The expected output is the complete listing, copied word for word.

**** Material shown

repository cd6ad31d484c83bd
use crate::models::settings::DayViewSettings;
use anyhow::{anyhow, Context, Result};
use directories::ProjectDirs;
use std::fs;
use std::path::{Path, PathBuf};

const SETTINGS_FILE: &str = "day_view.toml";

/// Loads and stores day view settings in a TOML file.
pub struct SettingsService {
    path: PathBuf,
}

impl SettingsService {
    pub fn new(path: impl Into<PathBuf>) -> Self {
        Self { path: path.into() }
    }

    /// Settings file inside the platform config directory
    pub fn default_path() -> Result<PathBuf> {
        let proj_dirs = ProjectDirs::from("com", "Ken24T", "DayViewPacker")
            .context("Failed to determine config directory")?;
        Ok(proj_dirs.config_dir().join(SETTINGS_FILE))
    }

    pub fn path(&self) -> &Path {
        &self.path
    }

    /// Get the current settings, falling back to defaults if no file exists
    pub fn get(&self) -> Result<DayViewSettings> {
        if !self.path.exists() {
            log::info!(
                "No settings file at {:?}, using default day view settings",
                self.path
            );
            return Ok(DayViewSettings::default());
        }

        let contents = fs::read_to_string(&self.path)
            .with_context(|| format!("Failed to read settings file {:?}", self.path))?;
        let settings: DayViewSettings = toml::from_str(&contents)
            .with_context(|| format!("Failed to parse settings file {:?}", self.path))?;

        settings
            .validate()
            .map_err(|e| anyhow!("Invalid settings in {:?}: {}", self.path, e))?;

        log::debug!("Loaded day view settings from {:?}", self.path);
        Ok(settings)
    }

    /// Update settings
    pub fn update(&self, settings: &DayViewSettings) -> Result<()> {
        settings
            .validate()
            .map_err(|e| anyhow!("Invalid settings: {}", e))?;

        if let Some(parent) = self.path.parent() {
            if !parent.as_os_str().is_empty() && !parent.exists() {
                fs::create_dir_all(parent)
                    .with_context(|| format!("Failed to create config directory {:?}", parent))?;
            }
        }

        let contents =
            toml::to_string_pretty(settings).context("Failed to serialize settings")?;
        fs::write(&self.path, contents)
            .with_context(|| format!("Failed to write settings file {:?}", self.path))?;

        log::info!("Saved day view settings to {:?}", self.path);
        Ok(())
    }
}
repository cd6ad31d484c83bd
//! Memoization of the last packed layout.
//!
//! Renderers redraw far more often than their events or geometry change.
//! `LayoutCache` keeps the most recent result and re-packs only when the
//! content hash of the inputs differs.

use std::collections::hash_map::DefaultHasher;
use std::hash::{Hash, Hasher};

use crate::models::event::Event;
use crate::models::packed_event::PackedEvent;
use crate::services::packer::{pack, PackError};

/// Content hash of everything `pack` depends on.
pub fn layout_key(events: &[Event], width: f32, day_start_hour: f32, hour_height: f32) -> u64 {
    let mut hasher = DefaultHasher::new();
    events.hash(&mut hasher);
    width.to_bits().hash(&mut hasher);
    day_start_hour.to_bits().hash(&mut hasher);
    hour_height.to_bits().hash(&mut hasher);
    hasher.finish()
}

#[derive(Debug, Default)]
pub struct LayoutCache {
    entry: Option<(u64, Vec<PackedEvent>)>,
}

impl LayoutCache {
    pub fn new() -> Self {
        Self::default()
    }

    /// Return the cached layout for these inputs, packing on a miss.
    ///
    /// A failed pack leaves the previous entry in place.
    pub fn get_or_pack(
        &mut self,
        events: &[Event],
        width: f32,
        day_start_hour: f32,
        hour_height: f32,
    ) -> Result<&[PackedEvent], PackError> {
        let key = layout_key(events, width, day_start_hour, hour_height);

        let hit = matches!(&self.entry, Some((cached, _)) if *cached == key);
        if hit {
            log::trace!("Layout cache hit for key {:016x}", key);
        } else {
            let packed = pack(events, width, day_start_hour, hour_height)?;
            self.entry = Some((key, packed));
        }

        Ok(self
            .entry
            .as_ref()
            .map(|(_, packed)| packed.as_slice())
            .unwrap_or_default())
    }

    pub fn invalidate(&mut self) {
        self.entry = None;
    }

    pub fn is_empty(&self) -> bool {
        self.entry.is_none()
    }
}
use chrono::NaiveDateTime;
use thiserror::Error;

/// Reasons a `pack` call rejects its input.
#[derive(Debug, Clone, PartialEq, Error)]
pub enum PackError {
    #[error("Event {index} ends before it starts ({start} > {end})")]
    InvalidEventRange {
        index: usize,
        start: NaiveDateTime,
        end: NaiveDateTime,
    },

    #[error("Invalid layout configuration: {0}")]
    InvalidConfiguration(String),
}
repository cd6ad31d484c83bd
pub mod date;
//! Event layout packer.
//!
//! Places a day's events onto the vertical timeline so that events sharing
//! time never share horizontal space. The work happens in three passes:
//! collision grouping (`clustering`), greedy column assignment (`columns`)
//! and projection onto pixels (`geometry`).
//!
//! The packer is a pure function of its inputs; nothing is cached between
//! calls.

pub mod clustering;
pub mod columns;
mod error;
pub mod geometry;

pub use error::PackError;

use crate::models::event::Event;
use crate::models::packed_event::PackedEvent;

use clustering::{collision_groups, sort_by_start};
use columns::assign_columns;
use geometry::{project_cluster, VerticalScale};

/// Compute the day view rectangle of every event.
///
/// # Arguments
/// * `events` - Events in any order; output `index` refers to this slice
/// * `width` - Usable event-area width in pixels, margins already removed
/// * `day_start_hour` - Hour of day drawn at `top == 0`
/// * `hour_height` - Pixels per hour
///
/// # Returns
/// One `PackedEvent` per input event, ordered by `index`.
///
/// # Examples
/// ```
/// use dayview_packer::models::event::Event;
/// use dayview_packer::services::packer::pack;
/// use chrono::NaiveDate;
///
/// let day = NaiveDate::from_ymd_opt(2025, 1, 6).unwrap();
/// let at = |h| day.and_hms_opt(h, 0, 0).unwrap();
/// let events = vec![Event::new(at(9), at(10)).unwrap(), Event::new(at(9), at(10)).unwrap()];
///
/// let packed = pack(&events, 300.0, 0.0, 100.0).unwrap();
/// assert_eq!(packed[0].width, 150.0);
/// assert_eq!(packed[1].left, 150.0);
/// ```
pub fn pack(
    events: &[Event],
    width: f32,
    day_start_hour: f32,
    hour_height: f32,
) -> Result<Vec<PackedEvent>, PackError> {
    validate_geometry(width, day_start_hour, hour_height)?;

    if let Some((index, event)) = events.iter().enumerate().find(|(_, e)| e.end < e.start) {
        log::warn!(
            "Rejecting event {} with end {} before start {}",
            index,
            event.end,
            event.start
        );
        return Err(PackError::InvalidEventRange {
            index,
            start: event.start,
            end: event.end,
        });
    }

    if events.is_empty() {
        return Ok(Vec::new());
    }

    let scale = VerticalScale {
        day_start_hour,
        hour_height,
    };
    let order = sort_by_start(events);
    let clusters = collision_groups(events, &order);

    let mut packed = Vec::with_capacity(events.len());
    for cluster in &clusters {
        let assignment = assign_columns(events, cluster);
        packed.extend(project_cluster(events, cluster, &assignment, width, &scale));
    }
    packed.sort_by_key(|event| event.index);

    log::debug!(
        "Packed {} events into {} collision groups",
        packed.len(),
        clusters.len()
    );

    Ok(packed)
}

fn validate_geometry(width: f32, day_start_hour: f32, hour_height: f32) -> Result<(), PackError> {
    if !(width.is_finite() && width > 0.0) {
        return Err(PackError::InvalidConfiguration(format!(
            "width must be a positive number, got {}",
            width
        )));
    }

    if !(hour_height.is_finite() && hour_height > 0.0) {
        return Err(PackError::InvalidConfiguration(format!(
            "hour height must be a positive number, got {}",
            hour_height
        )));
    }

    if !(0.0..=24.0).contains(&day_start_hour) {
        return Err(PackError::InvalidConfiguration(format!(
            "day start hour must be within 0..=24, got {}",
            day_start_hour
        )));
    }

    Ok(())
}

********

__Output of the exercise__
repository cd6ad31d484c83bd
use crate::models::settings::DayViewSettings;
use anyhow::{anyhow, Context, Result};
use directories::ProjectDirs;
use std::fs;
use std::path::{Path, PathBuf};

const SETTINGS_FILE: &str = "day_view.toml";

/// Loads and stores day view settings in a TOML file.
pub struct SettingsService {
    path: PathBuf,
}

impl SettingsService {
    pub fn new(path: impl Into<PathBuf>) -> Self {
        Self { path: path.into() }
    }

    /// Settings file inside the platform config directory
    pub fn default_path() -> Result<PathBuf> {
        let proj_dirs = ProjectDirs::from("com", "Ken24T", "DayViewPacker")
            .context("Failed to determine config directory")?;
        Ok(proj_dirs.config_dir().join(SETTINGS_FILE))
    }

    pub fn path(&self) -> &Path {
        &self.path
    }

    /// Get the current settings, falling back to defaults if no file exists
    pub fn get(&self) -> Result<DayViewSettings> {
        if !self.path.exists() {
            log::info!(
                "No settings file at {:?}, using default day view settings",
                self.path
            );
            return Ok(DayViewSettings::default());
        }

        let contents = fs::read_to_string(&self.path)
            .with_context(|| format!("Failed to read settings file {:?}", self.path))?;
        let settings: DayViewSettings = toml::from_str(&contents)
            .with_context(|| format!("Failed to parse settings file {:?}", self.path))?;

        settings
            .validate()
            .map_err(|e| anyhow!("Invalid settings in {:?}: {}", self.path, e))?;

        log::debug!("Loaded day view settings from {:?}", self.path);
        Ok(settings)
    }

    /// Update settings
    pub fn update(&self, settings: &DayViewSettings) -> Result<()> {
        settings
            .validate()
            .map_err(|e| anyhow!("Invalid settings: {}", e))?;

        if let Some(parent) = self.path.parent() {
            if !parent.as_os_str().is_empty() && !parent.exists() {
                fs::create_dir_all(parent)
                    .with_context(|| format!("Failed to create config directory {:?}", parent))?;
            }
        }

        let contents =
            toml::to_string_pretty(settings).context("Failed to serialize settings")?;
        fs::write(&self.path, contents)
            .with_context(|| format!("Failed to write settings file {:?}", self.path))?;

        log::info!("Saved day view settings to {:?}", self.path);
        Ok(())
    }
}
repository cd6ad31d484c83bd
//! Memoization of the last packed layout.
//!
//! Renderers redraw far more often than their events or geometry change.
//! `LayoutCache` keeps the most recent result and re-packs only when the
//! content hash of the inputs differs.

use std::collections::hash_map::DefaultHasher;
use std::hash::{Hash, Hasher};

use crate::models::event::Event;
use crate::models::packed_event::PackedEvent;
use crate::services::packer::{pack, PackError};

/// Content hash of everything `pack` depends on.
pub fn layout_key(events: &[Event], width: f32, day_start_hour: f32, hour_height: f32) -> u64 {
    let mut hasher = DefaultHasher::new();
    events.hash(&mut hasher);
    width.to_bits().hash(&mut hasher);
    day_start_hour.to_bits().hash(&mut hasher);
    hour_height.to_bits().hash(&mut hasher);
    hasher.finish()
}

#[derive(Debug, Default)]
pub struct LayoutCache {
    entry: Option<(u64, Vec<PackedEvent>)>,
}

impl LayoutCache {
    pub fn new() -> Self {
        Self::default()
    }

    /// Return the cached layout for these inputs, packing on a miss.
    ///
    /// A failed pack leaves the previous entry in place.
    pub fn get_or_pack(
        &mut self,
        events: &[Event],
        width: f32,
        day_start_hour: f32,
        hour_height: f32,
    ) -> Result<&[PackedEvent], PackError> {
        let key = layout_key(events, width, day_start_hour, hour_height);

        let hit = matches!(&self.entry, Some((cached, _)) if *cached == key);
        if hit {
            log::trace!("Layout cache hit for key {:016x}", key);
        } else {
            let packed = pack(events, width, day_start_hour, hour_height)?;
            self.entry = Some((key, packed));
        }

        Ok(self
            .entry
            .as_ref()
            .map(|(_, packed)| packed.as_slice())
            .unwrap_or_default())
    }

    pub fn invalidate(&mut self) {
        self.entry = None;
    }

    pub fn is_empty(&self) -> bool {
        self.entry.is_none()
    }
}
use chrono::NaiveDateTime;
use thiserror::Error;

/// Reasons a `pack` call rejects its input.
#[derive(Debug, Clone, PartialEq, Error)]
pub enum PackError {
    #[error("Event {index} ends before it starts ({start} > {end})")]
    InvalidEventRange {
        index: usize,
        start: NaiveDateTime,
        end: NaiveDateTime,
    },

    #[error("Invalid layout configuration: {0}")]
    InvalidConfiguration(String),
}
repository cd6ad31d484c83bd
pub mod date;
//! Event layout packer.
//!
//! Places a day's events onto the vertical timeline so that events sharing
//! time never share horizontal space. The work happens in three passes:
//! collision grouping (`clustering`), greedy column assignment (`columns`)
//! and projection onto pixels (`geometry`).
//!
//! The packer is a pure function of its inputs; nothing is cached between
//! calls.

pub mod clustering;
pub mod columns;
mod error;
pub mod geometry;

pub use error::PackError;

use crate::models::event::Event;
use crate::models::packed_event::PackedEvent;

use clustering::{collision_groups, sort_by_start};
use columns::assign_columns;
use geometry::{project_cluster, VerticalScale};

/// Compute the day view rectangle of every event.
///
/// # Arguments
/// * `events` - Events in any order; output `index` refers to this slice
/// * `width` - Usable event-area width in pixels, margins already removed
/// * `day_start_hour` - Hour of day drawn at `top == 0`
/// * `hour_height` - Pixels per hour
///
/// # Returns
/// One `PackedEvent` per input event, ordered by `index`.
///
/// # Examples
/// ```
/// use dayview_packer::models::event::Event;
/// use dayview_packer::services::packer::pack;
/// use chrono::NaiveDate;
///
/// let day = NaiveDate::from_ymd_opt(2025, 1, 6).unwrap();
/// let at = |h| day.and_hms_opt(h, 0, 0).unwrap();
/// let events = vec![Event::new(at(9), at(10)).unwrap(), Event::new(at(9), at(10)).unwrap()];
///
/// let packed = pack(&events, 300.0, 0.0, 100.0).unwrap();
/// assert_eq!(packed[0].width, 150.0);
/// assert_eq!(packed[1].left, 150.0);
/// ```
pub fn pack(
    events: &[Event],
    width: f32,
    day_start_hour: f32,
    hour_height: f32,
) -> Result<Vec<PackedEvent>, PackError> {
    validate_geometry(width, day_start_hour, hour_height)?;

    if let Some((index, event)) = events.iter().enumerate().find(|(_, e)| e.end < e.start) {
        log::warn!(
            "Rejecting event {} with end {} before start {}",
            index,
            event.end,
            event.start
        );
        return Err(PackError::InvalidEventRange {
            index,
            start: event.start,
            end: event.end,
        });
    }

    if events.is_empty() {
        return Ok(Vec::new());
    }

    let scale = VerticalScale {
        day_start_hour,
        hour_height,
    };
    let order = sort_by_start(events);
    let clusters = collision_groups(events, &order);

    let mut packed = Vec::with_capacity(events.len());
    for cluster in &clusters {
        let assignment = assign_columns(events, cluster);
        packed.extend(project_cluster(events, cluster, &assignment, width, &scale));
    }
    packed.sort_by_key(|event| event.index);

    log::debug!(
        "Packed {} events into {} collision groups",
        packed.len(),
        clusters.len()
    );

    Ok(packed)
}

fn validate_geometry(width: f32, day_start_hour: f32, hour_height: f32) -> Result<(), PackError> {
    if !(width.is_finite() && width > 0.0) {
        return Err(PackError::InvalidConfiguration(format!(
            "width must be a positive number, got {}",
            width
        )));
    }

    if !(hour_height.is_finite() && hour_height > 0.0) {
        return Err(PackError::InvalidConfiguration(format!(
            "hour height must be a positive number, got {}",
            hour_height
        )));
    }

    if !(0.0..=24.0).contains(&day_start_hour) {
        return Err(PackError::InvalidConfiguration(format!(
            "day start hour must be within 0..=24, got {}",
            day_start_hour
        )));
    }

    Ok(())
}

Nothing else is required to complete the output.